#### [ACTIVITY]
Take the material below from its first line through the line containing "use crate::article::NewsArticle;" and, please, write those lines again exactly.

#### [INPUT DATA]
- - - - - - -

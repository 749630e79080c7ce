//! # newsflow-trending
//!
//! Location-aware trending feeds. Interaction events are aggregated per
//! (geo bucket, article) with exponential time decay; feeds scan the buckets
//! around the caller and rank articles by their best decayed score.

mod cache;
mod engine;

pub use cache::{FeedCache, FeedKey};
pub use engine::TrendingEngine;
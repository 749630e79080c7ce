//! Scored article wrappers flowing between retrieval, ranking and assembly.

use serde::{Deserialize, Serialize};

use crate::article::NewsArticle;

/// An article produced by one retrieval strategy, before ranking.
#[derive(Debug, Clone, PartialEq)]
pub struct RetrievedArticle {
    pub article: NewsArticle,
    /// Name of the strategy that surfaced this article.
    pub strategy: &'static str,
    /// Strategy-local score in [0, 1]; feeds the proximity factor for
    /// nearby matches.
    pub primary_score: f64,
}

impl RetrievedArticle {
    pub fn new(article: NewsArticle, strategy: &'static str, primary_score: f64) -> Self {
        Self {
            article,
            strategy,
            primary_score,
        }
    }
}

/// Final ranked article with its per-factor contributions.
#[derive(Debug, Clone, PartialEq, Serialize, Deserialize)]
pub struct ArticleScore {
    pub article: NewsArticle,
    pub final_score: f64,
    pub distance_km: Option<f64>,
    pub match_reason: String,
    pub relevance_contribution: f64,
    pub recency_contribution: f64,
    pub semantic_contribution: f64,
    pub proximity_contribution: f64,
}
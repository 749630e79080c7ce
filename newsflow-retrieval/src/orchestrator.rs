//! Runs the strategy registry and merges candidates.

use std::collections::HashSet;

use tracing::debug;
use uuid::Uuid;

use newsflow_core::constants::OVERFETCH_FACTOR;
use newsflow_core::score::RetrievedArticle;
use newsflow_core::traits::ArticleStore;
use newsflow_core::NewsResult;

use crate::context::RetrievalContext;
use crate::strategies::RetrievalStrategy;

/// Fans one query out across the supporting strategies.
///
/// First strategy to surface an article keeps it, so its primary score and
/// strategy name reflect the highest-priority match. Strategies over-fetch
/// so post-merge ranking has enough candidates to reorder.
pub struct RetrievalOrchestrator {
    strategies: Vec<Box<dyn RetrievalStrategy>>,
}

impl RetrievalOrchestrator {
    pub fn new(strategies: Vec<Box<dyn RetrievalStrategy>>) -> Self {
        Self { strategies }
    }

    pub fn retrieve(
        &self,
        store: &dyn ArticleStore,
        context: &RetrievalContext<'_>,
        limit: usize,
    ) -> NewsResult<Vec<RetrievedArticle>> {
        let fetch_limit = limit * OVERFETCH_FACTOR;
        let mut seen: HashSet<Uuid> = HashSet::new();
        let mut merged: Vec<RetrievedArticle> = Vec::new();

        for strategy in &self.strategies {
            if !strategy.supports(context) {
                continue;
            }
            let candidates = strategy.retrieve(store, context, fetch_limit)?;
            debug!(
                strategy = strategy.name(),
                candidates = candidates.len(),
                "strategy retrieved"
            );
            merge_unseen(&mut merged, &mut seen, candidates);
        }

        // Nothing matched the intent-gated strategies: force a plain search
        // so the query never comes back empty for retrieval reasons alone.
        if merged.is_empty() {
            if let Some(search) = self.strategies.iter().find(|s| s.name() == "search") {
                debug!("no candidates from gated strategies, forcing search");
                let candidates = search.retrieve(store, context, fetch_limit)?;
                merge_unseen(&mut merged, &mut seen, candidates);
            }
        }

        merged.truncate(fetch_limit);
        Ok(merged)
    }
}

fn merge_unseen(
    merged: &mut Vec<RetrievedArticle>,
    seen: &mut HashSet<Uuid>,
    candidates: Vec<RetrievedArticle>,
) {
    for candidate in candidates {
        if seen.insert(candidate.article.id) {
            merged.push(candidate);
        }
    }
}

#[cfg(test)]
mod tests {
    use super::*;
    use chrono::Utc;
    use newsflow_core::query::{ParsedQuery, QueryFilters};
    use newsflow_core::request::QueryRequest;
    use newsflow_core::{NewsArticle, QueryIntent};
    use std::collections::BTreeSet;

    fn article(title: &str) -> NewsArticle {
        NewsArticle {
            id: Uuid::new_v4(),
            title: title.to_string(),
            description: None,
            url: None,
            publication_date: Some(Utc::now()),
            source_name: None,
            relevance_score: Some(0.5),
            latitude: 0.0,
            longitude: 0.0,
            categories: Vec::new(),
        }
    }

    struct FixedStrategy {
        name: &'static str,
        priority: u8,
        supported: bool,
        articles: Vec<NewsArticle>,
    }

    impl RetrievalStrategy for FixedStrategy {
        fn name(&self) -> &'static str {
            self.name
        }

        fn priority(&self) -> u8 {
            self.priority
        }

        fn supports(&self, _context: &RetrievalContext<'_>) -> bool {
            self.supported
        }

        fn retrieve(
            &self,
            _store: &dyn ArticleStore,
            _context: &RetrievalContext<'_>,
            limit: usize,
        ) -> NewsResult<Vec<RetrievedArticle>> {
            Ok(self
                .articles
                .iter()
                .take(limit)
                .map(|a| RetrievedArticle::new(a.clone(), self.name, 0.5))
                .collect())
        }
    }

    struct EmptyStore;

    impl ArticleStore for EmptyStore {
        fn find_by_id(&self, _id: Uuid) -> NewsResult<Option<NewsArticle>> {
            Ok(None)
        }

        fn find_by_filter(
            &self,
            _filter: &newsflow_core::traits::ArticleFilter,
            _limit: usize,
        ) -> NewsResult<Vec<NewsArticle>> {
            Ok(Vec::new())
        }

        fn count(&self) -> NewsResult<usize> {
            Ok(0)
        }

        fn save_all(&self, _articles: Vec<NewsArticle>) -> NewsResult<()> {
            Ok(())
        }
    }

    fn context_parts() -> (QueryRequest, ParsedQuery) {
        let request = QueryRequest::new("query");
        let parsed = ParsedQuery::new(
            Vec::new(),
            Vec::new(),
            BTreeSet::from([QueryIntent::Search]),
            QueryFilters::default(),
            Some("query".to_string()),
            false,
        );
        (request, parsed)
    }

    #[test]
    fn first_strategy_wins_duplicates() {
        let shared = article("shared");
        let orchestrator = RetrievalOrchestrator::new(vec![
            Box::new(FixedStrategy {
                name: "category",
                priority: 10,
                supported: true,
                articles: vec![shared.clone(), article("cat only")],
            }),
            Box::new(FixedStrategy {
                name: "search",
                priority: 50,
                supported: true,
                articles: vec![shared.clone(), article("search only")],
            }),
        ]);
        let (request, parsed) = context_parts();
        let context = RetrievalContext::new(&request, &parsed);
        let merged = orchestrator.retrieve(&EmptyStore, &context, 10).unwrap();
        assert_eq!(merged.len(), 3);
        let kept = merged.iter().find(|c| c.article.id == shared.id).unwrap();
        assert_eq!(kept.strategy, "category");
    }

    #[test]
    fn merged_id_set_is_stable_under_strategy_order() {
        let shared = article("shared");
        let only_a = article("only a");
        let only_b = article("only b");
        let strategy_a = || FixedStrategy {
            name: "category",
            priority: 10,
            supported: true,
            articles: vec![shared.clone(), only_a.clone()],
        };
        let strategy_b = || FixedStrategy {
            name: "search",
            priority: 50,
            supported: true,
            articles: vec![shared.clone(), only_b.clone()],
        };
        let (request, parsed) = context_parts();
        let context = RetrievalContext::new(&request, &parsed);

        let forward = RetrievalOrchestrator::new(vec![Box::new(strategy_a()), Box::new(strategy_b())])
            .retrieve(&EmptyStore, &context, 10)
            .unwrap();
        let reversed = RetrievalOrchestrator::new(vec![Box::new(strategy_b()), Box::new(strategy_a())])
            .retrieve(&EmptyStore, &context, 10)
            .unwrap();

        let mut forward_ids: Vec<Uuid> = forward.iter().map(|c| c.article.id).collect();
        let mut reversed_ids: Vec<Uuid> = reversed.iter().map(|c| c.article.id).collect();
        forward_ids.sort();
        reversed_ids.sort();
        assert_eq!(forward_ids, reversed_ids);

        // The winning tag for the shared article follows execution order.
        let tag = |merged: &[RetrievedArticle]| {
            merged
                .iter()
                .find(|c| c.article.id == shared.id)
                .unwrap()
                .strategy
        };
        assert_eq!(tag(&forward), "category");
        assert_eq!(tag(&reversed), "search");
    }

    #[test]
    fn unsupported_strategies_are_skipped() {
        let orchestrator = RetrievalOrchestrator::new(vec![
            Box::new(FixedStrategy {
                name: "category",
                priority: 10,
                supported: false,
                articles: vec![article("hidden")],
            }),
            Box::new(FixedStrategy {
                name: "search",
                priority: 50,
                supported: true,
                articles: vec![article("visible")],
            }),
        ]);
        let (request, parsed) = context_parts();
        let context = RetrievalContext::new(&request, &parsed);
        let merged = orchestrator.retrieve(&EmptyStore, &context, 10).unwrap();
        assert_eq!(merged.len(), 1);
        assert_eq!(merged[0].article.title, "visible");
    }

    #[test]
    fn empty_merge_forces_the_search_strategy() {
        // Search reports unsupported, but still runs as the forced fallback.
        let orchestrator = RetrievalOrchestrator::new(vec![Box::new(FixedStrategy {
            name: "search",
            priority: 50,
            supported: false,
            articles: vec![article("forced")],
        })]);
        let (request, parsed) = context_parts();
        let context = RetrievalContext::new(&request, &parsed);
        let merged = orchestrator.retrieve(&EmptyStore, &context, 10).unwrap();
        assert_eq!(merged.len(), 1);
        assert_eq!(merged[0].article.title, "forced");
    }

    #[test]
    fn merged_result_truncated_to_overfetch_limit() {
        let articles: Vec<NewsArticle> = (0..40).map(|i| article(&format!("a{i}"))).collect();
        let orchestrator = RetrievalOrchestrator::new(vec![Box::new(FixedStrategy {
            name: "search",
            priority: 50,
            supported: true,
            articles,
        })]);
        let (request, parsed) = context_parts();
        let context = RetrievalContext::new(&request, &parsed);
        let merged = orchestrator.retrieve(&EmptyStore, &context, 10).unwrap();
        assert_eq!(merged.len(), 30);
    }
}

- - - - - - -

#### [RESULT OF THE EXERCISE]
repository 749630e79080c7ce
//! # newsflow-trending
//!
//! Location-aware trending feeds. Interaction events are aggregated per
//! (geo bucket, article) with exponential time decay; feeds scan the buckets
//! around the caller and rank articles by their best decayed score.

mod cache;
mod engine;

pub use cache::{FeedCache, FeedKey};
pub use engine::TrendingEngine;
repository 749630e79080c7ce
//! Scored article wrappers flowing between retrieval, ranking and assembly.

use serde::{Deserialize, Serialize};

use crate::article::NewsArticle;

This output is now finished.